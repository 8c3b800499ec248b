//! Linear resampling of feature sequences along the time axis.

use candle_core::Tensor;

use crate::{Error, Result};

/// Reduces a `[B, C, T]` feature tensor to `T / factor` frames.
///
/// Frames are placed at half-pixel centres (corners not aligned): output
/// frame `j` reads input position `(j + 0.5) * T / T' - 0.5`, clamped at zero,
/// and blends its two neighbours linearly.
#[derive(Debug, Clone, Copy)]
pub struct TemporalResampler {
    factor: usize,
}

impl TemporalResampler {
    pub fn new(factor: usize) -> Result<Self> {
        if factor == 0 {
            return Err(Error::Config("downsample factor must be at least 1".into()));
        }
        Ok(Self { factor })
    }

    /// `None` when no factor is configured.
    pub fn from_option(factor: Option<usize>) -> Result<Option<Self>> {
        factor.map(Self::new).transpose()
    }

    pub fn factor(&self) -> usize {
        self.factor
    }

    /// Output frame count for `frames` input frames.
    pub fn output_len(&self, frames: usize) -> usize {
        frames / self.factor
    }

    pub fn forward(&self, xs: &Tensor) -> Result<Tensor> {
        let (_b, _c, frames) = xs.dims3()?;
        let out_len = self.output_len(frames);
        if self.factor == 1 {
            return Ok(xs.clone());
        }
        interpolate_linear(xs, out_len)
    }
}

/// Apply `resampler` when present, identity otherwise.
pub fn resample_time(xs: &Tensor, resampler: Option<&TemporalResampler>) -> Result<Tensor> {
    match resampler {
        Some(resampler) => resampler.forward(xs),
        None => Ok(xs.clone()),
    }
}

/// Linear interpolation of a `[B, C, T]` tensor to `out_len` frames along the
/// last axis.
pub fn interpolate_linear(xs: &Tensor, out_len: usize) -> Result<Tensor> {
    let (b, c, in_len) = xs.dims3()?;
    if out_len == 0 || in_len == 0 {
        return Ok(Tensor::zeros((b, c, 0), xs.dtype(), xs.device())?);
    }
    if out_len == in_len {
        return Ok(xs.clone());
    }

    let scale = in_len as f64 / out_len as f64;
    let mut lower = Vec::with_capacity(out_len);
    let mut upper = Vec::with_capacity(out_len);
    let mut weights = Vec::with_capacity(out_len);
    for j in 0..out_len {
        let src = ((j as f64 + 0.5) * scale - 0.5).max(0.0);
        let i0 = (src.floor() as usize).min(in_len - 1);
        let i1 = (i0 + 1).min(in_len - 1);
        lower.push(i0 as u32);
        upper.push(i1 as u32);
        weights.push((src - i0 as f64) as f32);
    }

    let device = xs.device();
    let lower = Tensor::from_vec(lower, out_len, device)?;
    let upper = Tensor::from_vec(upper, out_len, device)?;
    let w1 = Tensor::from_vec(weights, (1, 1, out_len), device)?.to_dtype(xs.dtype())?;
    let w0 = w1.affine(-1.0, 1.0)?;

    let xs = xs.contiguous()?;
    let left = xs.index_select(&lower, 2)?;
    let right = xs.index_select(&upper, 2)?;
    Ok((left.broadcast_mul(&w0)? + right.broadcast_mul(&w1)?)?)
}

#[cfg(test)]
mod tests {
    use super::*;
    use candle_core::{DType, Device};

    #[test]
    fn test_zero_factor_rejected() {
        assert!(matches!(TemporalResampler::new(0), Err(Error::Config(_))));
    }

    #[test]
    fn test_from_option() {
        assert!(TemporalResampler::from_option(None).unwrap().is_none());
        let r = TemporalResampler::from_option(Some(3)).unwrap().unwrap();
        assert_eq!(r.factor(), 3);
        assert!(TemporalResampler::from_option(Some(0)).is_err());
    }

    #[test]
    fn test_downsample_by_two() {
        let dev = Device::Cpu;
        let xs = Tensor::arange(0f32, 8.0, &dev)
            .unwrap()
            .reshape((1, 1, 8))
            .unwrap();
        let out = TemporalResampler::new(2).unwrap().forward(&xs).unwrap();
        assert_eq!(out.dims(), &[1, 1, 4]);
        let values: Vec<f32> = out.flatten_all().unwrap().to_vec1().unwrap();
        for (got, want) in values.iter().zip([0.5f32, 2.5, 4.5, 6.5].iter()) {
            assert!((got - want).abs() < 1e-6, "{got} vs {want}");
        }
    }

    #[test]
    fn test_factor_one_is_identity() {
        let dev = Device::Cpu;
        let xs = Tensor::rand(0f32, 1.0, (2, 3, 7), &dev).unwrap();
        let out = TemporalResampler::new(1).unwrap().forward(&xs).unwrap();
        assert_eq!(out.to_vec3::<f32>().unwrap(), xs.to_vec3::<f32>().unwrap());
    }

    #[test]
    fn test_output_length_is_floor_division() {
        let dev = Device::Cpu;
        let resampler = TemporalResampler::new(3).unwrap();
        for frames in [3usize, 7, 10, 50] {
            let xs = Tensor::zeros((1, 4, frames), DType::F32, &dev).unwrap();
            let out = resampler.forward(&xs).unwrap();
            assert_eq!(out.dims(), &[1, 4, frames / 3]);
        }
    }

    #[test]
    fn test_shorter_than_factor_gives_empty_axis() {
        let xs = Tensor::ones((1, 2, 3), DType::F32, &Device::Cpu).unwrap();
        let out = TemporalResampler::new(4).unwrap().forward(&xs).unwrap();
        assert_eq!(out.dims(), &[1, 2, 0]);
    }

    #[test]
    fn test_constant_signal_is_preserved() {
        let xs = (Tensor::ones((2, 3, 9), DType::F32, &Device::Cpu).unwrap() * 0.75).unwrap();
        let out = TemporalResampler::new(2).unwrap().forward(&xs).unwrap();
        let values: Vec<f32> = out.flatten_all().unwrap().to_vec1().unwrap();
        assert!(values.iter().all(|v| (v - 0.75).abs() < 1e-6));
    }

    #[test]
    fn test_channels_resampled_independently() {
        let dev = Device::Cpu;
        let xs = Tensor::new(
            &[[[0f32, 1.0, 2.0, 3.0], [10.0, 10.0, 20.0, 20.0]]],
            &dev,
        )
        .unwrap();
        let out = interpolate_linear(&xs, 2).unwrap().to_vec3::<f32>().unwrap();
        assert_eq!(out[0][0], vec![0.5, 2.5]);
        assert_eq!(out[0][1], vec![10.0, 20.0]);
    }

    #[test]
    fn test_resample_time_none_is_identity() {
        let xs = Tensor::ones((1, 1, 5), DType::F32, &Device::Cpu).unwrap();
        let out = resample_time(&xs, None).unwrap();
        assert_eq!(out.dims(), &[1, 1, 5]);
    }
}
//! Error types for hubert-frontend.

/// Result type alias using [`Error`].
pub type Result<T> = std::result::Result<T, Error>;

/// Top-level error type.
#[derive(Debug, thiserror::Error)]
pub enum Error {
    /// Invalid construction parameter or configuration file.
    ///
    /// Gate size of zero or larger than the channel count, an empty ensemble,
    /// a zero downsample factor, an unknown extractor key.
    #[error("config: {0}")]
    Config(String),

    /// Top-k gating hit channel slices whose retained values sum to zero.
    #[error("degenerate normalization: {positions} gated frame(s) sum to zero")]
    DegenerateNormalization {
        /// Number of (batch, time) positions with a zero sum.
        positions: usize,
    },

    /// Ensemble members disagree on batch size or frame count.
    #[error("shape mismatch: {0}")]
    ShapeMismatch(String),

    /// Candle tensor/model error.
    #[error("candle: {0}")]
    Candle(#[from] candle_core::Error),

    /// Audio decoding or resampling error.
    #[error("audio: {0}")]
    Audio(String),

    /// Model weight loading error.
    #[error("weight loading: {0}")]
    WeightLoad(String),

    /// I/O error.
    #[error("io: {0}")]
    Io(#[from] std::io::Error),

    /// JSON error.
    #[error("json: {0}")]
    Json(#[from] serde_json::Error),

    /// HuggingFace Hub or checkpoint download error.
    #[error("hub: {0}")]
    Hub(String),
}

impl From<hound::Error> for Error {
    fn from(error: hound::Error) -> Self {
        Error::Audio(error.to_string())
    }
}

#[cfg(feature = "hub")]
impl From<hf_hub::api::sync::ApiError> for Error {
    fn from(error: hf_hub::api::sync::ApiError) -> Self {
        Error::Hub(error.to_string())
    }
}

#[cfg(test)]
mod tests {
    use super::*;

    #[test]
    fn test_error_messages() {
        let err = Error::Config("gate size 0".into());
        assert_eq!(err.to_string(), "config: gate size 0");

        let err = Error::DegenerateNormalization { positions: 3 };
        assert!(err.to_string().contains("3 gated frame(s)"));
    }

    #[test]
    fn test_from_io_error() {
        let io = std::io::Error::new(std::io::ErrorKind::NotFound, "missing.wav");
        let err: Error = io.into();
        assert!(matches!(err, Error::Io(_)));
        assert!(err.to_string().contains("missing.wav"));
    }
}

- DESCRIPTION OF THE TASK: Which lines hold the word "values"? Copy each of them from the records.

- SOLUTION FOR THIS EXERCISE:
        let values: Vec<f32> = out.flatten_all().unwrap().to_vec1().unwrap();
        for (got, want) in values.iter().zip([0.5f32, 2.5, 4.5, 6.5].iter()) {
        let values: Vec<f32> = out.flatten_all().unwrap().to_vec1().unwrap();
        assert!(values.iter().all(|v| (v - 0.75).abs() < 1e-6));
    /// Top-k gating hit channel slices whose retained values sum to zero.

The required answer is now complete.